*Prompt*
Reproduce only the stretch of entries below that begins at the first line and ends at the line holding "let fleet = FleetBuilder::new(FleetConfig::with_units(3))".

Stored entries
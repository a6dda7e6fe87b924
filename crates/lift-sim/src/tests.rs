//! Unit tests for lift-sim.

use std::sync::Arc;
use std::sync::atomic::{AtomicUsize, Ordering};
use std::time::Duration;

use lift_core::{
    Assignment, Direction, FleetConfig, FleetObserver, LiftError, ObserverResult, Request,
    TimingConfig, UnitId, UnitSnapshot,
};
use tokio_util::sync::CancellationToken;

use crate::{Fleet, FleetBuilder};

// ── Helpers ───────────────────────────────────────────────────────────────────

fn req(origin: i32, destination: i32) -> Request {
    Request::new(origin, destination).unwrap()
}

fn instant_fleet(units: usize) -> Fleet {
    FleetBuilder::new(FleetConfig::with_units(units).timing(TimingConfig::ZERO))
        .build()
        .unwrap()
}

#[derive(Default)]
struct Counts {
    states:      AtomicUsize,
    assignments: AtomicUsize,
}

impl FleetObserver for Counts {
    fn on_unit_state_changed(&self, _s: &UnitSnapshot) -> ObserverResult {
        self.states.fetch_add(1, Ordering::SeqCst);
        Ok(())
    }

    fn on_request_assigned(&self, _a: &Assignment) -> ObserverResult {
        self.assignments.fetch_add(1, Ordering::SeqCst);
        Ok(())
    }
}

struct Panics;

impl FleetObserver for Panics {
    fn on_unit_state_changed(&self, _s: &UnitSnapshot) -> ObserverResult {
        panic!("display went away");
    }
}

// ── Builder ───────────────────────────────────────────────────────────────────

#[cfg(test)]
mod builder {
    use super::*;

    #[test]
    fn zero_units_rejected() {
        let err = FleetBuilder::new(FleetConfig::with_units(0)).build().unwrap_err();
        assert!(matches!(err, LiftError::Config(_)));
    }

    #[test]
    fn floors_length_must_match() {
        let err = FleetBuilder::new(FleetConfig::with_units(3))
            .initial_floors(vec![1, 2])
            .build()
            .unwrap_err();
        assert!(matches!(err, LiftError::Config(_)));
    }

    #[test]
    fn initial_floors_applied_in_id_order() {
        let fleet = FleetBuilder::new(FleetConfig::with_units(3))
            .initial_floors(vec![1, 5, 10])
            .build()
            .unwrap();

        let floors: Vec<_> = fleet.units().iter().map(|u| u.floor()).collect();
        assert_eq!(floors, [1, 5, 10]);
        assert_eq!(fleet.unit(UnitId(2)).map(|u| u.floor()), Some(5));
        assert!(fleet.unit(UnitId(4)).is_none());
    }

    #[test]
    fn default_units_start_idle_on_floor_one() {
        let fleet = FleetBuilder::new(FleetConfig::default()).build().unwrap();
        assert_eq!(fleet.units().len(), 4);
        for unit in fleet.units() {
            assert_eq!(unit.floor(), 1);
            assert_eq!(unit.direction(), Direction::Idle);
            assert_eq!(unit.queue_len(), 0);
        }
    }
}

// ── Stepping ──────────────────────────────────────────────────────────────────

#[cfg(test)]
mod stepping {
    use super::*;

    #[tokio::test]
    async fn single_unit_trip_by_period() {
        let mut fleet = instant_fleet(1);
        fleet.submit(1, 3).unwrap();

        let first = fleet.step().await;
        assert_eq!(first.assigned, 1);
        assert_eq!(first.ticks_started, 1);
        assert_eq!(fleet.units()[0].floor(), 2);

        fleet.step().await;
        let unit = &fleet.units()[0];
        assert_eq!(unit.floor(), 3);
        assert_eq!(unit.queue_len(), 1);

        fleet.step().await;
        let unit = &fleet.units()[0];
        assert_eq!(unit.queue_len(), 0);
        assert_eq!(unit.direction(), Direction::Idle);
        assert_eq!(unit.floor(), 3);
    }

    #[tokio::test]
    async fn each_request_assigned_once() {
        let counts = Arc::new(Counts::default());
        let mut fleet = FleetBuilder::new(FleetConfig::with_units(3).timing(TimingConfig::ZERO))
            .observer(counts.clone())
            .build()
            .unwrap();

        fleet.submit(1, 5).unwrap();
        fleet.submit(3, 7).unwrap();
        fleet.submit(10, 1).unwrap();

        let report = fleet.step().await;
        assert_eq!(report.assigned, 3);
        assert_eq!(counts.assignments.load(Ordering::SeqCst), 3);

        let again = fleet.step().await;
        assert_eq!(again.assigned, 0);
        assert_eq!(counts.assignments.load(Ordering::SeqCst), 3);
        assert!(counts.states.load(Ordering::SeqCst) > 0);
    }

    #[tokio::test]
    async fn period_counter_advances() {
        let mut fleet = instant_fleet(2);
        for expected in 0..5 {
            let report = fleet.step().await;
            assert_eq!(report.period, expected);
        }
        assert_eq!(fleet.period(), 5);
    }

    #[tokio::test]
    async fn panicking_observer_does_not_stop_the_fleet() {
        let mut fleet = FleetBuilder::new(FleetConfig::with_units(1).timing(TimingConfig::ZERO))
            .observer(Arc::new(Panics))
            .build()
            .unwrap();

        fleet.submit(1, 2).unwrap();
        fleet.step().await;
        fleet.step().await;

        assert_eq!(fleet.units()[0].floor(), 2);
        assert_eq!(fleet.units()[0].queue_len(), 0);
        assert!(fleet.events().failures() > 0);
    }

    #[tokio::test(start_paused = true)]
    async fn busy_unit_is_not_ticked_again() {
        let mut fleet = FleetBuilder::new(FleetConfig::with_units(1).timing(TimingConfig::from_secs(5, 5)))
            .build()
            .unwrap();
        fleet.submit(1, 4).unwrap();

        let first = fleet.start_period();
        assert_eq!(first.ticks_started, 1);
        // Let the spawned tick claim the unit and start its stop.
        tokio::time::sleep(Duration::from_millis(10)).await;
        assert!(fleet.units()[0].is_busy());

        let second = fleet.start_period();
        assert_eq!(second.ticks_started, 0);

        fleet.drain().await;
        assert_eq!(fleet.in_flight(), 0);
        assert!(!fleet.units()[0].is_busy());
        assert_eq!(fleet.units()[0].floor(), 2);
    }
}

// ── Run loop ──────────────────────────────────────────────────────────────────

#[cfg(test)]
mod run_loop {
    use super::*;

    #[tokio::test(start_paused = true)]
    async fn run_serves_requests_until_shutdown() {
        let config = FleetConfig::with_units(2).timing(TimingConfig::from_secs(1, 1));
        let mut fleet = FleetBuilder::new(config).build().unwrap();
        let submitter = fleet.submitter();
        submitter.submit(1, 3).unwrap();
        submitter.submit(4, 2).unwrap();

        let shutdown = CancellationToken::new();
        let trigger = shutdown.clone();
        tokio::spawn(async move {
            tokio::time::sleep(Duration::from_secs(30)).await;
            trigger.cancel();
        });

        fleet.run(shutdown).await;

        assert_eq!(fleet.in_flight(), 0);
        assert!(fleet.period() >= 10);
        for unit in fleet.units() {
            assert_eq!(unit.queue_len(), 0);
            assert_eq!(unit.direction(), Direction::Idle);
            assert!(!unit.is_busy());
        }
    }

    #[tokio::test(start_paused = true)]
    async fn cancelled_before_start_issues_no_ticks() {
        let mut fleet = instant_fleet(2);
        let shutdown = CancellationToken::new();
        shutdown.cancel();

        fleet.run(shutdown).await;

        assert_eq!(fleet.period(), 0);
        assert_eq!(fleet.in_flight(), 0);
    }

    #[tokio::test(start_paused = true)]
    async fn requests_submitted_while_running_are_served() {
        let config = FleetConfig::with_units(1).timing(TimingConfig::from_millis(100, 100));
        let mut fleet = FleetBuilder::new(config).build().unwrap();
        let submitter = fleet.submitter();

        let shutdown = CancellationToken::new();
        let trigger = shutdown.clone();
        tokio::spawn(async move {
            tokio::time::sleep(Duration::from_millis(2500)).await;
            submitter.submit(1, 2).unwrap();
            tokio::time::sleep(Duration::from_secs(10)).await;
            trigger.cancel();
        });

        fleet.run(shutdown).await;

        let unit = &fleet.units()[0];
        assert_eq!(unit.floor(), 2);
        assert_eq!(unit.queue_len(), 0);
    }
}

*Solution below*
repository a6dda7e6fe87b924
filename crates/lift-sim/src/tests.rs
//! Unit tests for lift-sim.

use std::sync::Arc;
use std::sync::atomic::{AtomicUsize, Ordering};
use std::time::Duration;

use lift_core::{
    Assignment, Direction, FleetConfig, FleetObserver, LiftError, ObserverResult, Request,
    TimingConfig, UnitId, UnitSnapshot,
};
use tokio_util::sync::CancellationToken;

use crate::{Fleet, FleetBuilder};

// ── Helpers ───────────────────────────────────────────────────────────────────

fn req(origin: i32, destination: i32) -> Request {
    Request::new(origin, destination).unwrap()
}

fn instant_fleet(units: usize) -> Fleet {
    FleetBuilder::new(FleetConfig::with_units(units).timing(TimingConfig::ZERO))
        .build()
        .unwrap()
}

#[derive(Default)]
struct Counts {
    states:      AtomicUsize,
    assignments: AtomicUsize,
}

impl FleetObserver for Counts {
    fn on_unit_state_changed(&self, _s: &UnitSnapshot) -> ObserverResult {
        self.states.fetch_add(1, Ordering::SeqCst);
        Ok(())
    }

    fn on_request_assigned(&self, _a: &Assignment) -> ObserverResult {
        self.assignments.fetch_add(1, Ordering::SeqCst);
        Ok(())
    }
}

struct Panics;

impl FleetObserver for Panics {
    fn on_unit_state_changed(&self, _s: &UnitSnapshot) -> ObserverResult {
        panic!("display went away");
    }
}

// ── Builder ───────────────────────────────────────────────────────────────────

#[cfg(test)]
mod builder {
    use super::*;

    #[test]
    fn zero_units_rejected() {
        let err = FleetBuilder::new(FleetConfig::with_units(0)).build().unwrap_err();
        assert!(matches!(err, LiftError::Config(_)));
    }

    #[test]
    fn floors_length_must_match() {
        let err = FleetBuilder::new(FleetConfig::with_units(3))
            .initial_floors(vec![1, 2])
            .build()
            .unwrap_err();
        assert!(matches!(err, LiftError::Config(_)));
    }

    #[test]
    fn initial_floors_applied_in_id_order() {
        let fleet = FleetBuilder::new(FleetConfig::with_units(3))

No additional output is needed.